> Exercise
Each of the entries should be output exactly, with nothing left out.
BEGIN Source data
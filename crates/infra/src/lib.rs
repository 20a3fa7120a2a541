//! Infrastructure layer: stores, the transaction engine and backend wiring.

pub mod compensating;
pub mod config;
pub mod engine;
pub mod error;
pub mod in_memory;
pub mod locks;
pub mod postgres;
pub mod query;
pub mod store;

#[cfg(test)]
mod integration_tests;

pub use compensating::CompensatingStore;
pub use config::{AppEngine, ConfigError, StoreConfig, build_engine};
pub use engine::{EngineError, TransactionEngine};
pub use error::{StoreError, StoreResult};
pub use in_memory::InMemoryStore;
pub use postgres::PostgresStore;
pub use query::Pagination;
END Source data
> Answer to the problem
filename crates/infra/src/lib.rs
repository 20a3fa7120a2a541
//! Infrastructure layer: stores, the transaction engine and backend wiring.

pub mod compensating;
pub mod config;
pub mod engine;
pub mod error;
pub mod in_memory;
pub mod locks;
pub mod postgres;
pub mod query;
pub mod store;

#[cfg(test)]
mod integration_tests;

pub use compensating::CompensatingStore;
pub use config::{AppEngine, ConfigError, StoreConfig, build_engine};
pub use engine::{EngineError, TransactionEngine};
pub use error::{StoreError, StoreResult};
pub use in_memory::InMemoryStore;
pub use postgres::PostgresStore;
pub use query::Pagination;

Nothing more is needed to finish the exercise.